Scientific classification
- Kingdom: Plantae
- Clade: Tracheophytes
- Clade: Angiosperms
- Clade: Eudicots
- Clade: Rosids
- Order: Fabales
- Family: Fabaceae
- Subfamily: Caesalpinioideae
- Clade: Mimosoid clade
- Genus: Acacia
- Species: A. uncifera
- Binomial name: Acacia uncifera Benth.

= Acacia uncifera =

- Genus: Acacia
- Species: uncifera
- Authority: Benth.

Species of legume

Acacia uncifera is a shrub or tree belonging to the genus Acacia and the subgenus Phyllodineae native to north eastern Australia.

==Description==
The shrub or tree typically grows to a height of 2 to 5 m and has a straggly to willowy habit.

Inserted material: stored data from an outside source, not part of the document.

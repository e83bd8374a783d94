//! Coalesced hit counting.
//!
//! Redirects bump an in-memory counter per key; a background task writes
//! the accumulated counts with one [`RouteStore::add_hits`] call per
//! interval and once more on shutdown.

use std::sync::Arc;
use std::time::Duration;

use dashmap::DashMap;
use tokio::sync::broadcast;
use tokio::time::MissedTickBehavior;

use super::{RouteStore, StoreError};

struct PendingHits {
    target: String,
    count: u64,
}

/// Counts redirects in memory and persists them in batches.
///
/// Memory use is bounded by the number of distinct keys hit between two
/// flushes, not by request volume.
#[derive(Clone)]
pub struct HitRecorder {
    store: RouteStore,
    pending: Arc<DashMap<String, PendingHits>>,
}

impl HitRecorder {
    pub fn new(store: RouteStore) -> Self {
        Self {
            store,
            pending: Arc::new(DashMap::new()),
        }
    }

    /// Count one redirect. Never touches the store.
    pub fn record(&self, key: &str, target: &str) {
        if let Some(mut hits) = self.pending.get_mut(key) {
            hits.count += 1;
            return;
        }
        self.pending
            .entry(key.to_string())
            .or_insert_with(|| PendingHits {
                target: target.to_string(),
                count: 0,
            })
            .count += 1;
    }

    /// Keys with hits not yet written.
    pub fn pending_keys(&self) -> usize {
        self.pending.len()
    }

    /// Write every pending count in one batch and return how many hits
    /// were written. Blocking.
    ///
    /// Counts are advisory: if the write fails they are dropped.
    pub fn flush(&self) -> Result<u64, StoreError> {
        let keys: Vec<String> = self.pending.iter().map(|entry| entry.key().clone()).collect();
        let drained: Vec<(String, String, u64)> = keys
            .into_iter()
            .filter_map(|key| self.pending.remove(&key))
            .map(|(key, hits)| (key, hits.target, hits.count))
            .collect();
        if drained.is_empty() {
            return Ok(0);
        }

        let keys = drained.len();
        let total: u64 = drained.iter().map(|(_, _, count)| count).sum();
        match self.store.add_hits(drained) {
            Ok(report) => {
                tracing::debug!(keys = keys, hits = total, transactions = report.transactions, "Hit counts flushed");
                Ok(total)
            }
            Err(e) => {
                tracing::warn!(keys = keys, hits = total, error = %e, "Dropping hit counts after failed flush");
                Err(e)
            }
        }
    }

    /// Flush every `interval` until `shutdown` fires, then flush once more.
    pub async fn run(self, interval: Duration, mut shutdown: broadcast::Receiver<()>) {
        let mut ticker = tokio::time::interval(interval);
        ticker.set_missed_tick_behavior(MissedTickBehavior::Delay);
        ticker.tick().await;

        loop {
            tokio::select! {
                _ = ticker.tick() => self.flush_blocking().await,
                _ = shutdown.recv() => break,
            }
        }

        self.flush_blocking().await;
        tracing::debug!("Hit flusher stopped");
    }

    async fn flush_blocking(&self) {
        let recorder = self.clone();
        if let Err(e) = tokio::task::spawn_blocking(move || recorder.flush()).await {
            tracing::warn!(error = %e, "Hit flush task failed");
        }
    }
}

#[cfg(test)]
mod tests {
    use super::*;
    use crate::lifecycle::Shutdown;
    use crate::store::{RouteRecord, StoreLocation};

    fn recorder() -> (HitRecorder, RouteStore) {
        let store = RouteStore::open(&StoreLocation::Memory).unwrap();
        (HitRecorder::new(store.clone()), store)
    }

    #[test]
    fn test_hits_coalesce_per_key() {
        let (hits, store) = recorder();
        store.put(&RouteRecord::new("a", "https://example.com/a")).unwrap();

        for _ in 0..3000 {
            hits.record("a", "https://example.com/a");
        }
        hits.record("b", "https://example.com/b");

        assert_eq!(hits.pending_keys(), 2);
        assert_eq!(store.get("a").unwrap().hit_count, 0);

        assert_eq!(hits.flush().unwrap(), 3001);
        assert_eq!(hits.pending_keys(), 0);
        assert_eq!(store.get("a").unwrap().hit_count, 3000);
        assert_eq!(store.get("b").unwrap().hit_count, 1);

        assert_eq!(hits.flush().unwrap(), 0);
    }

    #[tokio::test]
    async fn test_run_flushes_on_shutdown() {
        let (hits, store) = recorder();
        let shutdown = Shutdown::new();
        let task = tokio::spawn(hits.clone().run(Duration::from_secs(3600), shutdown.subscribe()));

        for _ in 0..10 {
            hits.record("a", "https://example.com/a");
        }
        shutdown.trigger();
        tokio::time::timeout(Duration::from_secs(5), task).await.unwrap().unwrap();

        assert_eq!(store.get("a").unwrap().hit_count, 10);
        assert_eq!(hits.pending_keys(), 0);
    }

    #[tokio::test]
    async fn test_run_flushes_periodically() {
        let (hits, store) = recorder();
        let shutdown = Shutdown::new();
        let _task = tokio::spawn(hits.clone().run(Duration::from_millis(20), shutdown.subscribe()));

        hits.record("a", "https://example.com/a");

        let mut count = 0;
        for _ in 0..100 {
            count = store.get("a").map(|r| r.hit_count).unwrap_or(0);
            if count == 1 {
                break;
            }
            tokio::time::sleep(Duration::from_millis(20)).await;
        }
        assert_eq!(count, 1);
    }
}
//! Settings schema definitions.
//!
//! This module defines the server's own settings (not the route file).
//! All types derive Serde traits for deserialization from a TOML file.

use std::path::PathBuf;
use std::time::Duration;

use serde::{Deserialize, Serialize};

use crate::store::{StoreLocation, TxnLimits};

/// Root settings for the redirect server.
#[derive(Debug, Clone, Deserialize, Serialize, Default)]
#[serde(default)]
pub struct Settings {
    /// Listener configuration (host, port).
    pub listener: ListenerConfig,

    /// Where routes come from.
    pub routes: RoutesConfig,

    /// Persistent route store.
    pub store: StoreConfig,

    /// Timeout configuration.
    pub timeouts: TimeoutConfig,

    /// Graceful shutdown settings.
    pub shutdown: ShutdownConfig,

    /// Logging settings.
    pub logging: LoggingConfig,
}

/// Listener configuration.
#[derive(Debug, Clone, Deserialize, Serialize)]
#[serde(default)]
pub struct ListenerConfig {
    /// Interface to bind.
    pub host: String,

    /// TCP port.
    pub port: u16,
}

impl Default for ListenerConfig {
    fn default() -> Self {
        Self {
            host: "127.0.0.1".to_string(),
            port: 8080,
        }
    }
}

impl ListenerConfig {
    /// `host:port` string suitable for binding.
    pub fn bind_address(&self) -> String {
        format!("{}:{}", self.host, self.port)
    }
}

/// Which backing source supplies the live route table.
#[derive(Debug, Clone, Copy, PartialEq, Eq, Deserialize, Serialize, Default, clap::ValueEnum)]
#[serde(rename_all = "lowercase")]
pub enum SourceKind {
    /// JSON route file, watched for changes.
    #[default]
    File,
    /// Route store; reload is signal-only.
    Store,
}

/// Route source configuration.
#[derive(Debug, Clone, Deserialize, Serialize)]
#[serde(default)]
pub struct RoutesConfig {
    /// Source kind.
    pub source: SourceKind,

    /// Route file path (default: `$HOME/.map.json`).
    pub file: PathBuf,

    /// Reload when the route file is written.
    pub watch: bool,

    /// Mirror file routes into the store so the listing page shows them.
    pub mirror_to_store: bool,
}

impl Default for RoutesConfig {
    fn default() -> Self {
        Self {
            source: SourceKind::File,
            file: home_dir().join(".map.json"),
            watch: true,
            mirror_to_store: true,
        }
    }
}

/// Route store configuration.
#[derive(Debug, Clone, Deserialize, Serialize)]
#[serde(default)]
pub struct StoreConfig {
    /// Database file (default: `$HOME/.map/store/routes.redb`).
    pub path: PathBuf,

    /// Keep the store in memory only.
    pub in_memory: bool,

    /// Byte budget for one write transaction.
    pub max_txn_bytes: usize,

    /// Entry budget for one write transaction.
    pub max_txn_entries: usize,

    /// Seconds between hit counter flushes.
    pub hit_flush_secs: u64,
}

impl Default for StoreConfig {
    fn default() -> Self {
        let limits = TxnLimits::default();
        Self {
            path: home_dir().join(".map").join("store").join("routes.redb"),
            in_memory: false,
            max_txn_bytes: limits.max_bytes,
            max_txn_entries: limits.max_entries,
            hit_flush_secs: 5,
        }
    }
}

impl StoreConfig {
    pub fn location(&self) -> StoreLocation {
        if self.in_memory {
            StoreLocation::Memory
        } else {
            StoreLocation::Path(self.path.clone())
        }
    }

    pub fn limits(&self) -> TxnLimits {
        TxnLimits {
            max_bytes: self.max_txn_bytes,
            max_entries: self.max_txn_entries,
        }
    }

    pub fn hit_flush(&self) -> Duration {
        Duration::from_secs(self.hit_flush_secs)
    }
}

/// Timeout configuration.
#[derive(Debug, Clone, Deserialize, Serialize)]
#[serde(default)]
pub struct TimeoutConfig {
    /// Request timeout (total time for request/response) in seconds.
    pub request_secs: u64,
}

impl Default for TimeoutConfig {
    fn default() -> Self {
        Self { request_secs: 120 }
    }
}

/// Graceful shutdown configuration.
#[derive(Debug, Clone, Deserialize, Serialize)]
#[serde(default)]
pub struct ShutdownConfig {
    /// How long in-flight requests may run after a termination signal.
    pub grace_secs: u64,
}

impl Default for ShutdownConfig {
    fn default() -> Self {
        Self { grace_secs: 10 }
    }
}

impl ShutdownConfig {
    pub fn grace(&self) -> Duration {
        Duration::from_secs(self.grace_secs)
    }
}

/// Logging configuration.
#[derive(Debug, Clone, Deserialize, Serialize)]
#[serde(default)]
pub struct LoggingConfig {
    /// Default filter when `RUST_LOG` is not set.
    pub filter: String,

    /// Append logs to this file instead of stdout.
    pub file: Option<PathBuf>,
}

impl Default for LoggingConfig {
    fn default() -> Self {
        Self {
            filter: "urlmap=info,tower_http=info".to_string(),
            file: None,
        }
    }
}

fn home_dir() -> PathBuf {
    std::env::var_os("HOME").map(PathBuf::from).unwrap_or_default()
}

It has branchlets that are covered in short velvety hairs. The green patent to erect phyllodes have a narrowly oblong to narrowly elliptic shape and gave a length of 2 to 5 cm and a width of 6 to 15 mm with a prominent midrib. When it blooms it produces inflorescences in groups of 10 to 20 along racemes that are 5 to 8 cm long. The spherical flower-heads contain 25 to 30 bright golden flowers. After flowering thinly coriaceous, velvety seed pods form that are variably constricted between the seeds and have a length of up to around 6.5 cm and a width of 6 to 10 mm. The dull black seeds within are arranged obliquely to transversely and have an elliptic shape with a length of around 4 to 5 mm.

==Taxonomy==
The species was first formally described by the botanist George Bentham in 1848 as part of Thomas Mitchell's work Journal of an Expedition into the Interior of Tropical Australia. It was reclassified as Racosperma unciferum by Leslie Pedley in 1987 then transferred back to genus Acacia in 2001.

==Distribution==
It is endemic only in a small area in Queensland from the White Mountains to Torrens Creek and the headwaters of the Nogoa River where it is found on plains and hills where it grows in sandy soils over and around sandstone as a part of open forest or woodland communities composed of Angophora and Eucalyptus species.